Abandonado por Deus! O inferno é o lugar onde Deus não é encontrado nem visto. «Da Tua face estarei escondido», comentou Caim. Os impenitentes serão punidos com a separação da face de Deus (2 Tes. 1.9).

     O preço da nossa proximidade - «chegastes perto» - foi o Seu afastamento, distanciamento e abandono. O preço de vermos a face do Pai foi Deus Ter-Lhe virado as costas.

     Por causa da aflição daquela eternidade comprimida na cruz, «a nossa leve e momentânea tribulação não é para comparar com a glória que em nós há-de ser revelada» (2 Cor. 4.17).

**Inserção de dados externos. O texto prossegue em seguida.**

// Shared types for the ingestion pipeline
use serde::{Deserialize, Serialize};
use serde_json::Value;

use crate::confidence::{ConfidenceInput, Tier};

/// One question item exactly as the backend sent it.
///
/// Every field is optional so a malformed item never aborts a batch.
#[derive(Debug, Clone, Default, Serialize, Deserialize)]
pub struct RawQuestion {
    #[serde(default)]
    pub id: Option<Value>,
    #[serde(default)]
    pub question: Option<Value>,
    #[serde(default, rename = "suggestedAnswer")]
    pub suggested_answer: Option<Value>,
    /// Legacy tier word ("high" / "medium" / "low")
    #[serde(default)]
    pub confidence: Option<Value>,
    /// Numeric 0-100 score
    #[serde(default)]
    pub confidence_score: Option<Value>,
    #[serde(default)]
    pub references: Option<Value>,
    #[serde(default)]
    pub all_matches: Option<Value>,
}

impl RawQuestion {
    /// Raw confidence, preferring the numeric field when both are present
    pub fn confidence_value(&self) -> Option<&Value> {
        match &self.confidence_score {
            Some(v) if !v.is_null() => Some(v),
            _ => self.confidence.as_ref(),
        }
    }
}

/// Successful batch submission response body
#[derive(Debug, Clone, Default, Serialize, Deserialize)]
pub struct BatchPayload {
    #[serde(default)]
    pub message: Option<String>,
    /// Kept as raw values so one bad item cannot fail the whole payload
    #[serde(default)]
    pub results: Vec<Value>,
}

impl BatchPayload {
    pub fn from_items(items: Vec<RawQuestion>) -> Self {
        let results = items
            .into_iter()
            .map(|item| serde_json::to_value(item).unwrap_or(Value::Null))
            .collect();
        Self {
            message: None,
            results,
        }
    }

    /// Parse a saved response: either the full object or a bare results array
    pub fn from_json_str(content: &str) -> crate::error::Result<Self> {
        let value: Value =
            serde_json::from_str(content).map_err(|e| crate::error::TriageError::Json {
                source: e,
                context: "Failed to parse batch payload".to_string(),
            })?;

        match value {
            Value::Array(results) => Ok(Self {
                message: None,
                results,
            }),
            other => serde_json::from_value(other).map_err(|e| crate::error::TriageError::Json {
                source: e,
                context: "Batch payload is neither an object nor an array".to_string(),
            }),
        }
    }
}

/// Which stage of the answer parser produced the normalized text
#[derive(Debug, Clone, Copy, PartialEq, Eq, Hash, Serialize, Deserialize)]
#[serde(rename_all = "snake_case")]
pub enum ParseStage {
    /// Answer arrived as an object with a `text` property
    Object,
    /// String parsed as strict JSON
    StrictJson,
    /// String parsed as JSON after swapping single quotes for double quotes
    QuoteRepaired,
    /// `text` value rescued by pattern match
    PatternMatch,
    /// Original value used as-is
    Raw,
}

impl ParseStage {
    /// Stage number in parser order (1..=5)
    pub fn number(&self) -> u8 {
        match self {
            ParseStage::Object => 1,
            ParseStage::StrictJson => 2,
            ParseStage::QuoteRepaired => 3,
            ParseStage::PatternMatch => 4,
            ParseStage::Raw => 5,
        }
    }

    /// True when the text came out of a structured field
    pub fn is_structured(&self) -> bool {
        !matches!(self, ParseStage::Raw)
    }
}

/// Output of the answer parser
#[derive(Debug, Clone, PartialEq, Eq, Serialize, Deserialize)]
pub struct ParsedAnswer {
    pub stage: ParseStage,
    pub text: String,
}

impl ParsedAnswer {
    pub fn new(stage: ParseStage, text: impl Into<String>) -> Self {
        Self {
            stage,
            text: text.into(),
        }
    }
}

/// Reviewer verdict on an answer
#[derive(Debug, Clone, Copy, PartialEq, Eq, Hash, Serialize, Deserialize)]
pub enum Feedback {
    Approved,
    Rejected,
}

impl Feedback {
    pub fn as_str(&self) -> &'static str {
        match self {
            Feedback::Approved => "Approved",
            Feedback::Rejected => "Rejected",
        }
    }
}

/// One normalized question/answer pair
#[derive(Debug, Clone, PartialEq, Serialize, Deserialize)]
pub struct QuestionRecord {
    pub id: String,
    pub question_text: String,
    /// Answer exactly as received
    pub raw_answer: Value,
    pub normalized_answer_text: String,
    pub answer_stage: ParseStage,
    pub confidence_raw: ConfidenceInput,
    pub confidence_tier: Tier,
    pub references: Vec<String>,
    pub feedback: Option<Feedback>,
    #[serde(default)]
    pub all_matches: Vec<String>,
}

impl QuestionRecord {
    pub fn is_answered(&self) -> bool {
        !self.normalized_answer_text.trim().is_empty()
    }
}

Notemos a ocasião em que isto aconteceu:

     Foi na hora 9ª, a hora do sacrifício da tarde, que Ele clamou, «Deus Meu, Deus Meu, porque me desamparaste?». Eram 3h da tarde. É importante recuarmos no tempo para vermos o alto significado disto.

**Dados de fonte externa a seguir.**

//! Configuration management for qtriage
//!
//! Loads the TOML config, applies `QTRIAGE_*` environment overrides and
//! profile overrides, then validates the result.

use crate::error::{Result, TriageError};
use serde::{Deserialize, Serialize};
use std::collections::HashMap;
use std::path::{Path, PathBuf};
use std::time::Duration;

mod validator;

pub use validator::ConfigValidator;

/// Current config schema version
pub const SCHEMA_VERSION: &str = "1.0.0";

/// Main configuration structure
#[derive(Debug, Clone, Serialize, Deserialize)]
pub struct Config {
    #[serde(rename = "_meta")]
    pub meta: MetaConfig,
    pub backend: BackendConfig,
    pub upload: UploadConfig,
    pub export: ExportConfig,
    pub references: ReferencesConfig,
    pub notifications: NotificationsConfig,
    #[serde(default)]
    pub profiles: HashMap<String, ProfileOverrides>,
}

/// Metadata about the configuration
#[derive(Debug, Clone, Serialize, Deserialize)]
pub struct MetaConfig {
    pub schema_version: String,
    #[serde(default = "current_timestamp")]
    pub created_at: String,
    #[serde(default = "current_timestamp")]
    pub last_modified: String,
}

fn current_timestamp() -> String {
    chrono::Utc::now().to_rfc3339()
}

/// Backend QA service endpoints
#[derive(Debug, Clone, Serialize, Deserialize)]
pub struct BackendConfig {
    pub base_url: String,
    pub batch_endpoint: String,
    pub query_endpoint: String,
    pub history_endpoint: String,
    /// Request timeout, e.g. "120s"
    pub timeout: String,
}

impl BackendConfig {
    pub fn timeout_duration(&self) -> Result<Duration> {
        parse_duration(&self.timeout).ok_or_else(|| TriageError::InvalidConfigValue {
            path: "backend.timeout".to_string(),
            message: format!("Invalid duration: {}", self.timeout),
        })
    }
}

/// Questionnaire upload settings
#[derive(Debug, Clone, Serialize, Deserialize)]
pub struct UploadConfig {
    /// Accepted file extensions, lowercase, without dot
    pub allowed_extensions: Vec<String>,
}

/// CSV export settings
#[derive(Debug, Clone, Serialize, Deserialize)]
pub struct ExportConfig {
    pub output_dir: PathBuf,
}

/// Reference resolution settings
#[derive(Debug, Clone, Serialize, Deserialize)]
pub struct ReferencesConfig {
    /// Document mapping table (TOML); the built-in table is used when missing
    pub mapping_file: PathBuf,
}

/// User-visible notification settings
#[derive(Debug, Clone, Serialize, Deserialize)]
pub struct NotificationsConfig {
    /// How long an error notification stays visible, e.g. "3s"
    pub dismiss_after: String,
}

impl NotificationsConfig {
    pub fn dismiss_duration(&self) -> Result<Duration> {
        parse_duration(&self.dismiss_after).ok_or_else(|| TriageError::InvalidConfigValue {
            path: "notifications.dismiss_after".to_string(),
            message: format!("Invalid duration: {}", self.dismiss_after),
        })
    }
}

/// Profile-specific configuration overrides
#[derive(Debug, Clone, Default, Serialize, Deserialize)]
pub struct ProfileOverrides {
    #[serde(skip_serializing_if = "Option::is_none")]
    pub base_url: Option<String>,
    #[serde(skip_serializing_if = "Option::is_none")]
    pub timeout: Option<String>,
}

impl Config {
    /// Load configuration from a file
    pub fn load(path: &Path) -> Result<Self> {
        if !path.exists() {
            return Err(TriageError::ConfigNotFound {
                path: path.to_path_buf(),
            });
        }

        let content = std::fs::read_to_string(path).map_err(|e| TriageError::Io {
            source: e,
            context: format!("Failed to read config file: {:?}", path),
        })?;
        let mut config: Config = toml::from_str(&content)?;

        // Apply environment variable overrides
        config.apply_env_overrides();

        ConfigValidator::validate(&config)?;

        Ok(config)
    }

    /// Save configuration to a file
    pub fn save(&self, path: &Path) -> Result<()> {
        let content = toml::to_string_pretty(self)?;
        std::fs::write(path, content).map_err(|e| TriageError::Io {
            source: e,
            context: format!("Failed to write config file: {:?}", path),
        })?;
        Ok(())
    }

    /// Load configuration with a specific profile applied
    pub fn load_with_profile(path: &Path, profile: &str) -> Result<Self> {
        let mut config = Self::load(path)?;
        config.apply_profile(profile)?;
        ConfigValidator::validate(&config)?;
        Ok(config)
    }

    /// Apply a profile's overrides to the configuration
    pub fn apply_profile(&mut self, profile: &str) -> Result<()> {
        let overrides = self
            .profiles
            .get(profile)
            .cloned()
            .ok_or_else(|| TriageError::Config(format!("Unknown profile: {}", profile)))?;

        if let Some(base_url) = overrides.base_url {
            self.backend.base_url = base_url;
        }
        if let Some(timeout) = overrides.timeout {
            self.backend.timeout = timeout;
        }
        Ok(())
    }

    /// Apply environment variable overrides
    /// Environment variables in format: QTRIAGE_SECTION__KEY=value
    pub fn apply_env_overrides(&mut self) {
        self.apply_overrides(std::env::vars());
    }

    fn apply_overrides(&mut self, vars: impl Iterator<Item = (String, String)>) {
        for (key, value) in vars {
            if let Some(config_key) = key.strip_prefix("QTRIAGE_") {
                if let Err(e) = self.set_value_from_env(config_key, &value) {
                    tracing::warn!("Failed to apply env override {}: {}", key, e);
                }
            }
        }
    }

    fn set_value_from_env(&mut self, path: &str, value: &str) -> Result<()> {
        match path {
            "BACKEND__BASE_URL" => {
                self.backend.base_url = value.to_string();
            }
            "BACKEND__TIMEOUT" => {
                if parse_duration(value).is_none() {
                    return Err(TriageError::InvalidConfigValue {
                        path: path.to_string(),
                        message: format!("Cannot parse '{}' as duration", value),
                    });
                }
                self.backend.timeout = value.to_string();
            }
            "EXPORT__OUTPUT_DIR" => {
                self.export.output_dir = PathBuf::from(value);
            }
            "REFERENCES__MAPPING_FILE" => {
                self.references.mapping_file = PathBuf::from(value);
            }
            _ => {
                tracing::debug!("Unknown env config key: {}", path);
            }
        }
        Ok(())
    }

    /// Full URL of a backend endpoint path
    pub fn endpoint_url(&self, endpoint: &str) -> String {
        format!(
            "{}/{}",
            self.backend.base_url.trim_end_matches('/'),
            endpoint.trim_start_matches('/')
        )
    }

    /// Get the default configuration file path
    pub fn default_path() -> Result<PathBuf> {
        let config_dir = dirs::config_dir()
            .ok_or_else(|| TriageError::Config("Cannot determine config directory".to_string()))?;

        Ok(config_dir.join("qtriage").join("config.toml"))
    }
}

impl Default for Config {
    fn default() -> Self {
        let config_dir = PathBuf::from("~/.config/qtriage");

        Self {
            meta: MetaConfig {
                schema_version: SCHEMA_VERSION.to_string(),
                created_at: current_timestamp(),
                last_modified: current_timestamp(),
            },
            backend: BackendConfig {
                base_url: "http://localhost:8080".to_string(),
                batch_endpoint: "/analyze-questionnaire/".to_string(),
                query_endpoint: "/analyze/".to_string(),
                history_endpoint: "/history/".to_string(),
                timeout: "120s".to_string(),
            },
            upload: UploadConfig {
                allowed_extensions: ["csv", "xlsx", "xls", "pdf"]
                    .iter()
                    .map(|s| s.to_string())
                    .collect(),
            },
            export: ExportConfig {
                output_dir: PathBuf::from("."),
            },
            references: ReferencesConfig {
                mapping_file: config_dir.join("documents.toml"),
            },
            notifications: NotificationsConfig {
                dismiss_after: "3s".to_string(),
            },
            profiles: HashMap::new(),
        }
    }
}

/// Parse duration strings like "500ms", "3s", "10m", "1h" or bare seconds
pub fn parse_duration(s: &str) -> Option<Duration> {
    let s = s.trim();
    let (number, unit) = match s.find(|c: char| !c.is_ascii_digit()) {
        Some(idx) => s.split_at(idx),
        None => (s, "s"),
    };
    let value: u64 = number.parse().ok()?;

    match unit {
        "ms" => Some(Duration::from_millis(value)),
        "s" => Some(Duration::from_secs(value)),
        "m" => value.checked_mul(60).map(Duration::from_secs),
        "h" => value.checked_mul(3600).map(Duration::from_secs),
        _ => None,
    }
}

/// Expand a leading `~/` to the home directory
pub fn expand_path(path: &Path) -> Result<PathBuf> {
    let path_str = path
        .to_str()
        .ok_or_else(|| TriageError::Config("Invalid path encoding".to_string()))?;

    if let Some(stripped) = path_str.strip_prefix("~/") {
        let home = dirs::home_dir()
            .ok_or_else(|| TriageError::Config("Cannot determine home directory".to_string()))?;
        Ok(home.join(stripped))
    } else {
        Ok(path.to_path_buf())
    }
}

     1. Elias não foi abandonado quando enfrentou sozinho os milhares de Israel e os 450 profetas de Baal. Foi no monte Carmelo - Jardim de Deus, chamado assim pela sua verdura, árvores, flores e relva, o lugar mais aprazível da região. Monte Carmelo cuja base tocava as águas do Mediterrâneo, e cujo cume obtinha dele uma panorâmica excelente. Baal era o senhor do sol - vejamos se o prova! Jeová respondeu com fogo na Sarça Ardente, na coluna de fogo à noite, no cume do Sinai, sobre os murmuradores em Israel. Quando chega a vez de Elias, após o fracasso dos outros, lemos em I Reis 18.36, «Sucedeu pois que, no momento de ser oferecido o sacrifício da tarde, o profeta Elias se aproximou, e disse: O SENHOR Deus de Abraão, de Isaque e de Israel, manifeste-se hoje que tu és Deus em Israel, e que eu sou teu servo, e que conforme à tua palavra fiz todas estas coisas. Responde-me, SENHOR, responde-me, para que este povo conheça que tu és o SENHOR Deus, e que tu fizeste voltar o seu coração. Então caiu fogo do SENHOR, e consumiu o holocausto, e a lenha, e as pedras, e o pó, e ainda lambeu a água que estava no rêgo». Foi na hora do sacrifício da tarde que ele orou e Deus ouviu. Foi à hora nona, às três da tarde. No entanto o Senhor clamou e foi abandonado. Mas atentemos um pouco mais e vejamos não o fogo a consumir o sacrifício mas o sacrifício a consumir o fogo do juízo.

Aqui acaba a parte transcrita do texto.